Garajonay National Park

Located in the heart of La Gomera, this secluded sanctuary is home to a multitude of native species only found in the Canary Islands. For bird watchers in particular, there are two endemic varieties of pigeons to watch out for, as well as hawks, partridges and, of course, canaries. In terms of reptilian life, the endemic Western Canary Skink is a common sight on the island, while really lucky visitors may be able to spot the Gomera Gomera Lizard, a critically endangered species. a native species particularly vulnerable to feral cats.

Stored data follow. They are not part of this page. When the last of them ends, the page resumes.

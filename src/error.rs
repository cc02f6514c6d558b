//! Error types shared by the decimal, extractor, and event subsystems.

use thiserror::Error;

/// Convenience alias for fallible operations in this crate.
pub type IonResult<T> = Result<T, IonError>;

/// Error variants surfaced by the core engines.
///
/// Errors propagate immediately to the caller; there is no background
/// recovery and no retry. The decimal engine restores any context status
/// bits it borrowed before returning, on both success and failure paths.
#[derive(Debug, Error)]
pub enum IonError {
    /// A required argument was missing, out of range, or malformed.
    #[error("Invalid argument: {0}")]
    InvalidArg(&'static str),
    /// The operation is not legal in the current state.
    #[error("Invalid state: {0}")]
    InvalidState(&'static str),
    /// An allocation or capacity limit was exceeded.
    #[error("Out of capacity: {0}")]
    NoMemory(&'static str),
    /// A decimal lexeme or operation exceeded the representable precision.
    #[error("Numeric overflow")]
    NumericOverflow,
    /// The reader produced a type tag outside the defined set.
    #[error("Unknown type tag")]
    Unknown,
}

impl IonError {
    /// Return `true` if this error signals precision loss.
    pub const fn is_overflow(&self) -> bool {
        matches!(self, Self::NumericOverflow)
    }
}

impl PartialEq for IonError {
    fn eq(&self, other: &Self) -> bool {
        match (self, other) {
            (Self::InvalidArg(_), Self::InvalidArg(_)) => true,
            (Self::InvalidState(_), Self::InvalidState(_)) => true,
            (Self::NoMemory(_), Self::NoMemory(_)) => true,
            (Self::NumericOverflow, Self::NumericOverflow) => true,
            (Self::Unknown, Self::Unknown) => true,
            _ => false,
        }
    }
}

impl Eq for IonError {}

Sierra Nevada National Park

For outdoor adventurers, Spain’s Sierra Nevada is blessed with over 212,000 acres of mountains to explore. Although luxury ski resorts and lodges abound throughout the park, wildlife enthusiasts can keep their eyes peeled for a wide variety of native Spanish species, including golden eagles, Spanish ibex, and over 100 different varieties. of butterflies. After days of hiking through the rustic expanses of the Sierra Nevada, the historic city of Granada is the perfect destination to relax, with hearty Andalusian cuisine and magnificent architecture to enjoy.